We at Studio Balcones aim to return always to this grounding of the landscape itself and its stewardship. It is with this in mind that we present our next set of designers who inspire us to be better stewards and designers of the landscapes around us, whether it is through robust ecological understanding of the systems which are integral to healthy landscapes, innovative designs leveraging the wellbeing of natural processes, or the sublime awe which brings back over and again to want to be better caretakers of the land.
Margie Ruddick’s championing of combining ecological function with design has been integral part of bringing the now common union of ideas into the mainstream culture of landscape architecture. It has also gotten her a national design award along the way. Margie is currently advocating for the advancement of wild landscapes within the profession – balancing ecological conservation and restoration with a strong sense of design.
Her work has taken her to highly visible locations such as Queens Plaza in New York City, bringing a wild landscape in to tame one of the most dangerous urban-scapes and create a memorable public space, to projects across the globe such as the Shillim Retreat, where landscape and healing come together to enhance one another.

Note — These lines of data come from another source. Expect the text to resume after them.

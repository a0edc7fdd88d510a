use super::{schema, DatabaseError};
use rusqlite::{Connection, Transaction};
use std::path::{Path, PathBuf};
use std::sync::{Mutex, MutexGuard};

pub type DbConnection<'a> = MutexGuard<'a, Connection>;

/// Shared handle to one SQLite database. Constructed explicitly and passed to
/// the repositories; clone the surrounding `Arc` to share it across threads.
#[derive(Debug)]
pub struct Database {
    conn: Mutex<Connection>,
    path: Option<PathBuf>,
}

impl Database {
    pub fn open(db_path: &Path) -> Result<Self, DatabaseError> {
        if let Some(parent) = db_path.parent() {
            if !parent.as_os_str().is_empty() {
                std::fs::create_dir_all(parent)?;
            }
        }

        let conn = Connection::open(db_path)?;
        log::info!("Database opened at {}", db_path.display());
        Self::from_connection(conn, Some(db_path.to_path_buf()))
    }

    /// Private, throwaway store. Each call gets its own database.
    pub fn open_in_memory() -> Result<Self, DatabaseError> {
        Self::from_connection(Connection::open_in_memory()?, None)
    }

    fn from_connection(conn: Connection, path: Option<PathBuf>) -> Result<Self, DatabaseError> {
        schema::initialize_schema(&conn)?;
        Ok(Self {
            conn: Mutex::new(conn),
            path,
        })
    }

    pub fn path(&self) -> Option<&Path> {
        self.path.as_deref()
    }

    pub fn get_connection(&self) -> Result<DbConnection<'_>, DatabaseError> {
        self.conn.lock().map_err(|_| DatabaseError::Poisoned)
    }

    /// Run `f` inside a transaction; it commits only if `f` returns `Ok`.
    pub fn transaction<T, F>(&self, f: F) -> Result<T, DatabaseError>
    where
        F: FnOnce(&Transaction<'_>) -> Result<T, DatabaseError>,
    {
        let mut conn = self.get_connection()?;
        let tx = conn.transaction()?;
        let value = f(&tx)?;
        tx.commit()?;
        Ok(value)
    }

    /// Approximate footprint in bytes (`page_count * page_size`).
    pub fn size_on_disk(&self) -> Result<u64, DatabaseError> {
        let conn = self.get_connection()?;
        let page_count: i64 = conn.pragma_query_value(None, "page_count", |row| row.get(0))?;
        let page_size: i64 = conn.pragma_query_value(None, "page_size", |row| row.get(0))?;
        Ok((page_count.max(0) as u64) * (page_size.max(0) as u64))
    }
}

#[cfg(test)]
mod tests {
    use super::*;

    #[test]
    fn test_transaction_rolls_back_on_error() {
        let db = Database::open_in_memory().unwrap();

        let result: Result<(), DatabaseError> = db.transaction(|tx| {
            tx.execute(
                "INSERT INTO settings (key, value, updated_at) VALUES ('k', 'v', 'now')",
                [],
            )?;
            Err(DatabaseError::Migration("boom".to_string()))
        });
        assert!(result.is_err());

        let conn = db.get_connection().unwrap();
        let count: i64 = conn
            .query_row("SELECT COUNT(*) FROM settings", [], |row| row.get(0))
            .unwrap();
        assert_eq!(count, 0);
    }

    #[test]
    fn test_in_memory_databases_are_isolated() {
        let a = Database::open_in_memory().unwrap();
        let b = Database::open_in_memory().unwrap();

        a.transaction(|tx| {
            tx.execute(
                "INSERT INTO settings (key, value, updated_at) VALUES ('k', 'v', 'now')",
                [],
            )?;
            Ok(())
        })
        .unwrap();

        let count: i64 = b
            .get_connection()
            .unwrap()
            .query_row("SELECT COUNT(*) FROM settings", [], |row| row.get(0))
            .unwrap();
        assert_eq!(count, 0);
        assert!(a.size_on_disk().unwrap() > 0);
    }
}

Mia Lehrer’s seminal work on the Los Angeles River Revitalization may seem perfectly in line with the national conversation of water conservation, reclaiming riparian environments, and the multifaceted importance of our waterways so it is easy to forget that the work on this project has been going on for the better part of the last 15 years. Mia Lehrer has been able to introduce the concepts of adaptation and process back into the language of landscape architects and make them core principles which we know today are more important than ever when working with living systems. We are grateful for Mia’s work and presence in the field and continue to look to her prolific output for inspiration.
Kate Orff’s work has not only taken her across the country and to international projects, but has deservedly placed her within view of wider audiences as her work in design, landscape architecture, and ecology have been well recognized by sources ranging from Elle magazine to the MacArthur Foundation. She currently teaches at Columbia University where she founded the Urban Landscape Lab and endeavors to bring in the next generation of designers and place makers. Her unforgettable project Oyster-tecture is emblematic of her work combining ecological design, waterfront resiliency, and public engagement. Orff represents to us the importance of not only doing the work, but advocating for it and sharing it.